I was praying recently, and said something to God like, it’s difficult to believe what we can’t see, but . . . . I can’t help but believe it! And for many of the reasons I argue here. Then something different came to mind, an apologetic I don’t believe I have ever appealed to: changed lives. Evangelical Christians, a description I embrace for myself, are familiar with Christians using their testimony as a means of sharing the reality of their faith with others. I’ve always shied away from this as an apologetic, as a defense for the truth of Christianity, because it seems subjective, and I want to root that defense in the objective, in things that are real and substantive, like evidence, Scripture, history, archaeology, logic, philosophy, etc. What came to my mind is a saying of Jesus from John 3, and I realized just how powerful is the evidence God has given us for his existence and spiritual reality in the lives of his people:
7 You should not be surprised at my saying, ‘You must be born again.’ 8 The wind blows wherever it pleases. You hear its sound, but you cannot tell where it comes from or where it is going. So it is with everyone born of the Spirit.”
We can’t see wind, but we can see and feel its effects. We don’t have to prove the reality of wind because it’s obvious wind exists, even though we can’t see it. Likewise, we cannot see the Spirit of God, but the proof, the seeing and experiencing of the Spirit’s existence, is in the effects he has on and in those born again.
I wrote recently of the short life of Jim Elliot, a missionary who was killed in 1956, along with four friends, by Indians in Ecuador trying to bring the gospel to those unreached people. Because of the recent anniversary of their death, I watched a movie inspired by the young martyrs called The End of the Spear (read the story of the man, Mincaye, who killed him, and eventually became a Christian). The gospel never ceases to blow me away, with its power to transform the lives of every kind of person, in every time and in every place. As Tim Keller argues in his Reason for God, Christianity is the only truly multi-cultural religion. It appeals to, and transforms, the least educated to the most, the least sophisticated to the most, the poor and the rich, and everyone in between, from every language and culture. It really is remarkable. Does an mere idea do that? Certainly no other religion does or has.
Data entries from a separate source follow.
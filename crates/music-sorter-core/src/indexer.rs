use crate::config::AppConfig;
use crate::error::{Error, Result};
use crate::hasher;
use crate::progress::{CancelToken, ProgressCounters, ProgressReporter, ProgressUpdate, Stage};
use crate::scanner::{self, LocalityWalker};
use crate::storage::models::{CatalogEntry, Checkpoint, FileStatus};
use crate::storage::Database;
use ahash::AHashSet;
use std::fs;
use std::path::Path;
use std::time::{Duration, Instant, UNIX_EPOCH};
use tracing::{debug, error, info};

/// Checkpoint operation name for indexing runs.
pub const INDEX_OPERATION: &str = "index";

/// Cap on the sample of failed paths returned to the caller.
pub const ERROR_SAMPLE_LIMIT: usize = 10;

#[derive(Debug, Clone)]
pub struct IndexResult {
    pub files_added: usize,
    pub files_skipped: usize,
    pub errors: usize,
    /// First few paths that failed.
    pub error_files: Vec<String>,
    /// Paths visited by this run, whatever their outcome.
    pub total_processed: usize,
    pub total_estimated: usize,
    pub total_bytes_estimated: u64,
    /// Progress recorded by the checkpoint this run resumed from, 0 for a fresh run.
    pub resumed_from: usize,
    pub stopped: bool,
    pub elapsed: Duration,
    pub files_per_second: f64,
}

#[derive(Default)]
struct IndexCounters {
    processed: usize,
    added: usize,
    skipped: usize,
    errors: usize,
    error_files: Vec<String>,
}

impl IndexCounters {
    fn record_error(&mut self, path: String) {
        self.errors += 1;
        if self.error_files.len() < ERROR_SAMPLE_LIMIT {
            self.error_files.push(path);
        }
    }
}

/// Walk `root`, fingerprint every audio file not yet in the catalog and insert it.
///
/// Work is committed one batch per transaction. With `resume`, paths recorded in the
/// checkpoint for `root` are skipped without touching the disk. The checkpoint is
/// cleared once the walk runs to the end (or progress reaches the estimate) and is
/// persisted otherwise, so it only exists for unfinished runs.
pub fn index_directory(
    db: &Database,
    config: &AppConfig,
    root: &Path,
    resume: bool,
    reporter: &dyn ProgressReporter,
    cancel: &CancelToken,
) -> Result<IndexResult> {
    let start = Instant::now();

    if !root.exists() {
        return Err(Error::InvalidInput(format!(
            "Directory {} does not exist",
            root.display()
        )));
    }
    let root = fs::canonicalize(root)?;
    let job_key = root.to_string_lossy().into_owned();
    let ignore_patterns = &config.source.ignore_patterns;
    let checkpoints_enabled = config.checkpoint.enabled;
    let checkpoint_interval = Duration::from_secs(config.checkpoint.interval_secs);

    info!("Estimating file count in {}...", root.display());
    let (total, total_bytes) = scanner::estimate_count(&root, ignore_patterns);
    info!(
        "Found approximately {} audio files ({:.2} GB)",
        total,
        total_bytes as f64 / 1024.0 / 1024.0 / 1024.0
    );

    let mut processed_paths: AHashSet<String> = AHashSet::new();
    let mut resumed_from = 0;
    if resume && checkpoints_enabled {
        if let Some(checkpoint) = db.load_checkpoint(INDEX_OPERATION, &job_key)? {
            info!(
                "Resuming from checkpoint: {}/{} files already processed",
                checkpoint.progress, checkpoint.total
            );
            resumed_from = checkpoint.progress;
            processed_paths.extend(checkpoint.processed_paths);
        }
    }

    reporter.on_stage_start(Stage::Index, total);

    let mut counters = IndexCounters::default();
    let mut stopped = false;
    let mut last_checkpoint = Instant::now();
    let chunk_size = config.fingerprint.chunk_size_bytes;

    let walker = LocalityWalker::new(&root).with_ignore_patterns(ignore_patterns);
    for chunk in scanner::batch(walker, config.source.batch_size) {
        if cancel.is_cancelled() {
            stopped = true;
            break;
        }

        let mut batch_paths = Vec::with_capacity(chunk.len());
        let mut fresh = Vec::with_capacity(chunk.len());

        // Stat and hash with no transaction open; the store is only locked for the inserts.
        for path in chunk {
            if cancel.is_cancelled() {
                stopped = true;
                break;
            }

            let path_str = path.to_string_lossy().into_owned();
            counters.processed += 1;

            if processed_paths.contains(&path_str) {
                counters.skipped += 1;
                continue;
            }

            match fingerprint_file(db, &path, &path_str, chunk_size) {
                Ok(Some(entry)) => fresh.push(entry),
                Ok(None) => {
                    counters.skipped += 1;
                    batch_paths.push(path_str);
                }
                Err(e @ Error::Database(_)) => return Err(e),
                Err(e) => {
                    error!("Error indexing {}: {}", path.display(), e);
                    counters.record_error(path_str);
                }
            }
        }

        // The store failing ends the run; an unfinished batch rolls back.
        if !fresh.is_empty() {
            let tx = db.connection().unchecked_transaction()?;
            for entry in &fresh {
                db.insert_catalog_entry(entry)?;
            }
            tx.commit()?;
        }
        counters.added += fresh.len();
        batch_paths.extend(fresh.into_iter().map(|entry| entry.source_path));
        processed_paths.extend(batch_paths);
        debug!(
            "Committed batch: {} processed, {} added so far",
            counters.processed, counters.added
        );

        reporter.on_progress(&ProgressUpdate {
            operation: Stage::Index,
            progress: counters.processed,
            total,
            message: format!(
                "Processing: {} new, {} skipped, {} errors (Total: {}/{})",
                counters.added, counters.skipped, counters.errors, counters.processed, total
            ),
            counters: ProgressCounters {
                added: counters.added,
                skipped: counters.skipped,
                failed: counters.errors,
                groups: 0,
            },
        });

        if checkpoints_enabled && last_checkpoint.elapsed() >= checkpoint_interval {
            db.save_checkpoint(&snapshot(&job_key, &counters, total, &processed_paths))?;
            last_checkpoint = Instant::now();
        }

        if stopped {
            break;
        }
    }

    if stopped {
        info!("Indexing stopped by user");
    }

    if checkpoints_enabled {
        if !stopped || counters.processed >= total {
            db.clear_checkpoint(INDEX_OPERATION, &job_key)?;
        } else {
            db.save_checkpoint(&snapshot(&job_key, &counters, total, &processed_paths))?;
        }
    }

    let elapsed = start.elapsed();
    reporter.on_stage_complete(Stage::Index, elapsed);

    let elapsed_secs = elapsed.as_secs_f64();
    let files_per_second = if elapsed_secs > 0.0 {
        counters.processed as f64 / elapsed_secs
    } else {
        0.0
    };

    info!(
        "Indexing finished: {} added, {} skipped, {} errors in {:.2}s",
        counters.added, counters.skipped, counters.errors, elapsed_secs
    );

    Ok(IndexResult {
        files_added: counters.added,
        files_skipped: counters.skipped,
        errors: counters.errors,
        error_files: counters.error_files,
        total_processed: counters.processed,
        total_estimated: total,
        total_bytes_estimated: total_bytes,
        resumed_from,
        stopped,
        elapsed,
        files_per_second,
    })
}

/// Catalog row for a file not yet in the catalog, or `None` when it already is.
fn fingerprint_file(
    db: &Database,
    path: &Path,
    path_str: &str,
    chunk_size_bytes: u64,
) -> Result<Option<CatalogEntry>> {
    if db.catalog_contains(path_str)? {
        return Ok(None);
    }

    let metadata = fs::metadata(path)?;
    let modified_at = metadata
        .modified()
        .ok()
        .and_then(|t| t.duration_since(UNIX_EPOCH).ok())
        .map(|d| d.as_secs() as i64)
        .unwrap_or(0);
    let partial_hash = hasher::partial_hash(path, chunk_size_bytes);

    Ok(Some(CatalogEntry {
        id: 0,
        source_path: path_str.to_string(),
        file_size: metadata.len() as i64,
        modified_at,
        partial_hash,
        status: FileStatus::Indexed,
        error_message: None,
    }))
}

fn snapshot(
    job_key: &str,
    counters: &IndexCounters,
    total: usize,
    processed_paths: &AHashSet<String>,
) -> Checkpoint {
    let mut paths: Vec<String> = processed_paths.iter().cloned().collect();
    paths.sort();
    Checkpoint {
        operation: INDEX_OPERATION.to_string(),
        job_key: job_key.to_string(),
        progress: counters.processed,
        total,
        processed_paths: paths,
    }
}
This was also brought home to me by another movie I recently watched about the founder of Voice of the Martyrs, Richard Wurmbrand, called Tortured for Christ. I tremble to think what I would do in such circumstances. I’ve been getting their magazine, and reading the stories of those who once persecuted Christians becoming Christians and themselves being persecuted for Christ, a la the Apostle Paul. Does a mere idea do that? No! Only the power of the Spirit of God can transform a human soul from night to day, darkness to light, death to life. And how about Kanye! He told his pastor, Adam Tyson, just weeks weeks after it happened, that he had been “radically saved.” Everybody was skeptical. Kanye West a Jesus freak, a Christian, for real? Listen to him talk, and listen to his album, Jesus is King, and it most definitely is for real. The Spirit of Almighty God does that, the invisible made visible in the lives of his people!
I’m going to do another post related to this from Romans 12 with some thoughts why I believe the apologetic for Christianity in the lives of God’s people is so powerful.